Drug-biomarker combo pinpoints prostate cancer

The value of PSA (prostate-specific antigen) screening in prostate cancer is under discussion, with overzealous use potentially leading to overdiagnosis, and a U.S. task force no longer recommending its use. Recent research published in The Journal of Urology suggests that combining drug treatment with the PSA biomarker could raise screening accuracy, particularly in men with hard to diagnose disease whose cancer might otherwise be missed.

Some men have high or fluctuating levels of PSA along with negative prostate cancer biopsies, and may have to undergo the pain, inconvenience (and let's face it, indignity) of repeated biopsies of their prostate to rule in or try to rule out prostate cancer, or find those patients who are likely to have aggressive disease. To try to improve this process, a team from Weill Cornell Medical College gave 276 men from this group daily doses of the 5-alpha-reductase inhibitors finasteride or dutasteride, both of which are designed to reduce the size of an enlarged prostate. In the first phase, in about a third of the men, the researchers measured PSA at 6 and 12 months and biopsied their prostates at 12 months, and in the second phase, in the other two-thirds, they carried out biopsies if PSA levels changed.

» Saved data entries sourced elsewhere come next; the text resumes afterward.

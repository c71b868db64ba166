//! Unhandled-failure sink.
//!
//! A failed `launch` job has no awaiter to receive its error, so the runtime
//! reports it here, once per ancestor level whose cancellation it newly
//! triggers. The sink is injected at construction; nothing is process-global.

use std::sync::Arc;

use parking_lot::Mutex;

use crate::error::Error;
use crate::tracing_compat::error;
use crate::types::JobId;

/// One unhandled failure.
#[derive(Debug, Clone)]
pub struct UnhandledReport {
    /// The job that surfaced the failure.
    pub job: JobId,
    /// Its debug name.
    pub name: String,
    /// The failure.
    pub error: Error,
}

/// Receives unhandled failures.
pub trait UnhandledSink: Send + Sync {
    /// Called after the state lock is released, in escalation order.
    fn report(&self, report: &UnhandledReport);
}

impl<F> UnhandledSink for F
where
    F: Fn(&UnhandledReport) + Send + Sync,
{
    fn report(&self, report: &UnhandledReport) {
        self(report);
    }
}

/// Default sink: logs every report at error level.
#[derive(Debug, Default, Clone, Copy)]
pub struct LogSink;

impl UnhandledSink for LogSink {
    fn report(&self, report: &UnhandledReport) {
        error!(
            job = %report.job,
            name = %report.name,
            error = %report.error,
            "unhandled failure in coroutine"
        );
        let _ = report;
    }
}

/// Sink that keeps every report, for tests and tooling.
#[derive(Debug, Default, Clone)]
pub struct CapturingSink {
    reports: Arc<Mutex<Vec<UnhandledReport>>>,
}

impl CapturingSink {
    /// Creates an empty capturing sink.
    #[must_use]
    pub fn new() -> Self {
        Self::default()
    }

    /// Returns a copy of the reports received so far.
    #[must_use]
    pub fn reports(&self) -> Vec<UnhandledReport> {
        self.reports.lock().clone()
    }

    /// Removes and returns the reports received so far.
    pub fn take(&self) -> Vec<UnhandledReport> {
        std::mem::take(&mut *self.reports.lock())
    }

    /// Number of reports received.
    #[must_use]
    pub fn len(&self) -> usize {
        self.reports.lock().len()
    }

    /// Returns true if nothing was reported.
    #[must_use]
    pub fn is_empty(&self) -> bool {
        self.reports.lock().is_empty()
    }
}

impl UnhandledSink for CapturingSink {
    fn report(&self, report: &UnhandledReport) {
        self.reports.lock().push(report.clone());
    }
}

#[cfg(test)]
mod tests {
    use super::*;
    use crate::error::ErrorKind;
    use std::sync::atomic::{AtomicUsize, Ordering};

    fn report() -> UnhandledReport {
        UnhandledReport {
            job: JobId::new_for_test(2, 0),
            name: "coroutine#2".into(),
            error: Error::new(ErrorKind::User),
        }
    }

    #[test]
    fn capturing_sink_collects_and_takes() {
        let sink = CapturingSink::new();
        let shared = sink.clone();
        shared.report(&report());
        shared.report(&report());
        assert_eq!(sink.len(), 2);
        assert_eq!(sink.take().len(), 2);
        assert!(sink.is_empty());
    }

    #[test]
    fn closures_are_sinks() {
        let count = AtomicUsize::new(0);
        let sink = |_: &UnhandledReport| {
            count.fetch_add(1, Ordering::SeqCst);
        };
        sink.report(&report());
        assert_eq!(count.load(Ordering::SeqCst), 1);
    }
}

In the first phase, the drug therapy reduced PSA levels in all men, but to a greater degree in those with benign rather than malignant disease. In the second phase, around a quarter of the men had a biopsy, and just over half of those showed cancer. Of the cancers, 77% were high-grade tumors.

From the results, the researchers concluded that PSA was a more effective marker in prostate cancer when used with drug therapy, and that they could differentiate prostate cancer from benign prostate disease in patients who are difficult to diagnose, perhaps because biopsies are more effective in smaller prostates. The protocol in the second phase also meant that only those men who didn't need a biopsy did not have one.

"At a time when the value of PSA is being increasingly debated, we have shown that when used in a specific way, it can be of great value in identifying men with previously undetected prostate cancer," says lead investigator Dr. Steven A. Kaplan.